SPD, Grüne und Gerfried Holthusen lehnen Haushalt ab

Samtgemeinde-Etat geht mehrheitlich durch

Der Flecken Harpstedt realisiert den Erweiterungsbau für die Kita „Zwergnase“. Die Samtgemeinde mietet die Immobilie. 350 000 Euro sieht ihr Etat indes für die Ausstattung und die Außenbereichsgestaltung vor.
+
Der Flecken Harpstedt realisiert den Erweiterungsbau für die Kita „Zwergnase“. Die Samtgemeinde mietet die Immobilie. 350 000 Euro sieht ihr Etat indes für die Ausstattung und die Außenbereichsgestaltung vor.
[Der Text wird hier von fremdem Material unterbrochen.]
mod api;
mod app;
mod config;
mod controller;
mod credentials;
mod directory;
mod email_store;
mod error;
mod models;
mod process;
mod tags;
mod ui;

use crate::api::MailBackend;
use crate::config::Config;
use crate::controller::{Effect, Outcome};
use anyhow::{Context, Result};
use crossterm::{
    event::{Event, EventStream, KeyEventKind},
    execute,
    terminal::{disable_raw_mode, enable_raw_mode},
};
use futures::StreamExt;
use ratatui::Terminal;
use ratatui::backend::CrosstermBackend;
use std::io;
use std::sync::{Arc, Mutex};
use tokio::sync::mpsc::{self, UnboundedSender};
use tracing::{debug, info};

const DEBUG_LOG: &str = "maildesk_debug.log";

fn init_logging() -> Result<()> {
    let file = std::fs::OpenOptions::new()
        .create(true)
        .append(true)
        .open(DEBUG_LOG)
        .context("Failed to open debug log")?;

    tracing_subscriber::fmt()
        .with_writer(Mutex::new(file))
        .with_ansi(false)
        .with_max_level(tracing::Level::DEBUG)
        .init();
    Ok(())
}

/// Runs each effect on its own task and reports the outcome back to the UI loop.
fn dispatch(effects: Vec<Effect>, backend: &Arc<dyn MailBackend>, tx: &UnboundedSender<Outcome>) {
    for effect in effects {
        debug!(?effect, "Dispatching");
        let backend = backend.clone();
        let tx = tx.clone();
        tokio::spawn(async move {
            let outcome = controller::execute(effect, backend.as_ref()).await;
            let _ = tx.send(outcome);
        });
    }
}

#[tokio::main]
async fn main() -> Result<()> {
    let args: Vec<String> = std::env::args().collect();
    if args.iter().any(|arg| arg == "--debug") {
        init_logging()?;
    }

    if let Some(pos) = args.iter().position(|arg| arg == "--set-api-key") {
        let key = args
            .get(pos + 1)
            .context("--set-api-key expects a value")?;
        credentials::store_api_key(key)?;
        println!("API key stored in the system keyring.");
        return Ok(());
    }
    if args.iter().any(|arg| arg == "--reset-api-key") {
        credentials::clear_api_key()?;
        println!("API key removed from the system keyring.");
        return Ok(());
    }

    let config = Config::load();
    let (api_key, key_source) = config.resolve_api_key();
    info!(data_source = ?config.api.data_source, ?key_source, "Starting");
    let backend = api::from_settings(&config.api, api_key)?;

    // Setup terminal
    enable_raw_mode()?;
    let mut stdout = io::stdout();
    execute!(
        stdout,
        crossterm::terminal::EnterAlternateScreen,
        crossterm::event::EnableMouseCapture
    )?;
    let mut terminal = Terminal::new(CrosstermBackend::new(stdout))?;

    let result = run(&mut terminal, &config, backend).await;

    // Restore terminal
    disable_raw_mode()?;
    execute!(
        terminal.backend_mut(),
        crossterm::terminal::LeaveAlternateScreen,
        crossterm::event::DisableMouseCapture
    )?;
    terminal.show_cursor()?;

    result
}

async fn run(
    terminal: &mut Terminal<CrosstermBackend<io::Stdout>>,
    config: &Config,
    backend: Arc<dyn MailBackend>,
) -> Result<()> {
    let mut app = app::App::new(config);
    let (tx, mut rx) = mpsc::unbounded_channel::<Outcome>();
    let mut events = EventStream::new();

    let startup = app.controller.start();
    dispatch(startup, &backend, &tx);

    while !app.should_quit {
        terminal.draw(|f| ui::render(f, &mut app))?;

        tokio::select! {
            Some(outcome) = rx.recv() => {
                app.controller.apply(outcome);
            }
            maybe_event = events.next() => match maybe_event {
                Some(Ok(Event::Key(key))) if key.kind == KeyEventKind::Press => {
                    let today = chrono::Local::now().date_naive();
                    let effects = app.handle_key(key, today);
                    dispatch(effects, &backend, &tx);
                }
                Some(Ok(Event::Mouse(mouse))) => {
                    let effects = app.handle_mouse(mouse);
                    dispatch(effects, &backend, &tx);
                }
                Some(Ok(_)) => {}
                Some(Err(e)) => return Err(e).context("Failed to read terminal event"),
                None => break,
            },
        }
    }

    Ok(())
}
Harpstedt – Strenge Hygienemaßnahmen haben am Donnerstagabend die Samtgemeinderatssitzung trotz Lockdowns begleitet. Die Ratsmitglieder im Koems-Saal in Harpstedt trugen durchgehend Mund-Nase-Bedeckung, nur nicht beim Sprechen ins Mikrofon. Für einen besseren Eigenschutz vor Covid-19 konnten sie auch auf bereitgestellte FFP2-Masken zurückgreifen.

Einziger Tagesordnungspunkt: der Samtgemeindehaushalt 2021, der in knapp einstündiger Sitzung gegen die Nein-Stimmen von SPD, Grünen und Gerfried Holthusen (FDP) eine einigermaßen dünne 12:9-Mehrheit fand. Die Samtgemeindeumlage steigt von 7,25 Millionen (66,3 Prozent Steuerkraftbindung) auf 7,6 Millionen Euro (66,6 Prozent). Der Etat sieht eine Neuverschuldung von 1,571 Millionen Euro vor.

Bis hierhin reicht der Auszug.